Difficile à prononcer, mais sans danger !
Lécithine : Gras produit par le foie et qu’on retrouve naturellement dans de nombreux aliments, dans les jaunes d’oeufs et le soya.
Diacétate de sodium : Il s’agit en fait d’un vinaigre.
Thiamine : Tout comme la riboflavine (B2), la niacine (B3) et l’acide folique (B9), la thiamine est une vitamine (B1), qui doit absolument être ajoutée aux farines au Canada.
Caroténoïde : Il s’agit d’un pigment orange, qu’on trouve notamment dans les carottes.
Pectine : Il s’agit d’un sucre d’origine végétale, qu’on trouve notamment dans les parois de nombreux fruits et légumes.
Acide sorbique : C’est un acide initialement extrait des baies de sorbier, utilisé comme agent de conservation.
Caséine : Une des protéines du lait, ajoutée à certaines crèmes glacées pour les rendre plus crémeuses.
Maltodextrine : Extrait de l’amidon de blé, de maïs ou de la fécule de pomme de terre, cet additif de la famille des sucres est utilisé comme agent texturisant.
Des ingrédients plus naturels ?
Pour répondre aux demandes du consommateur, plusieurs entreprises ont lancé des produits clean label, un concept marketing, car non réglementé. C’est-à-dire que chaque entreprise choisit sa propre définition de ce qu’est le clean label. De manière générale des produits dont l’étiquette est transparente ; on comprend la méthode de fabrication et tous les ingrédients se trouvant dans le produit. Ici aussi, il faut être vigilant et apprendre quelques notions de base. Ainsi des entreprises vont choisir d’écrire, par exemple, « extrait de céleri de culture » plutôt que « nitrite ». Il faut savoir que le céleri contient naturellement du nitrate, qui se transforme en nitrite et donc remplit les mêmes fonctions.
Les additifs, ça mange quoi en hiver ?
Concernant les additifs alimentaires, qui soulèvent beaucoup d’interrogations, il existe, à ce jour, 15 listes d’additifs autorisés. Les additifs sont classés d’après leur fonction et sont présentés avec leur nom, les parties des aliments dans lesquels on les trouve, l’utilisation et les limites de tolérance. En termes de listes, on trouve notamment la liste des colorants, des agents raffermissants ou des édulcorants autorisés. Le règlement sur les aliments et les drogues indique aussi que tout additif présent dans un produit doit figurer dans au moins une des listes.
Mais comment un additif se retrouve-t-il dans ces listes et dans nos produits ? Si un fabricant souhaite ajouter un nouvel additif (non présent sur les listes) à son produit, il doit faire une demande d’autorisation et attendre une approbation de Santé Canada.
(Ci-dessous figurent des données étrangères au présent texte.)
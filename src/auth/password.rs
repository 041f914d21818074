use argon2::{
    password_hash::{PasswordHash, PasswordHasher, PasswordVerifier, SaltString},
    Argon2,
};
use rand::rngs::OsRng;
use tracing::error;

use crate::error::HashError;

/// Hash a plaintext password with a fresh random salt. The returned PHC
/// string is the only form ever persisted.
pub fn hash_password(plain: &str) -> Result<String, HashError> {
    let salt = SaltString::generate(&mut OsRng);
    let argon2 = Argon2::default();
    let hash = argon2
        .hash_password(plain.as_bytes(), &salt)
        .map_err(|e| {
            error!(error = %e, "argon2 hash_password error");
            HashError::Hashing(e.to_string())
        })?
        .to_string();
    Ok(hash)
}

pub fn verify_password(plain: &str, hash: &str) -> Result<bool, HashError> {
    let parsed = PasswordHash::new(hash).map_err(|e| {
        error!(error = %e, "argon2 parse hash error");
        HashError::InvalidFormat(e.to_string())
    })?;
    Ok(Argon2::default()
        .verify_password(plain.as_bytes(), &parsed)
        .is_ok())
}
Vers un choix plus éclairé
Il est important et utile de lire la liste des ingrédients. Cela permet de vérifier si un produit contient un ingrédient particulier et de faire des choix éclairés quant aux aliments . Cet outil est également précieux pour les personnes ayant une allergie ou une intolérance alimentaire leur permettant d’éviter certains ingrédients. Dorénavant, lorsque vous lirez la liste d’ingrédients d’un produit que vous souhaitez acheter, gardez en tête que sous un nom compliqué peut se cacher un ingrédient santé.
On garde l’oeil ouvert
Demeurez attentif, puisque vous verrez apparaître dans les prochaines années certaines modifications à l’étiquetage des aliments :
- Les ingrédients à base de sucres seront tous regroupés entre parenthèses à la suite du mot « Sucres », permettant au consommateur de repérer plus facilement les sources de sucres ajoutés.
- Les colorants alimentaires seront désignés en utilisant le nom usuel qui leur est propre.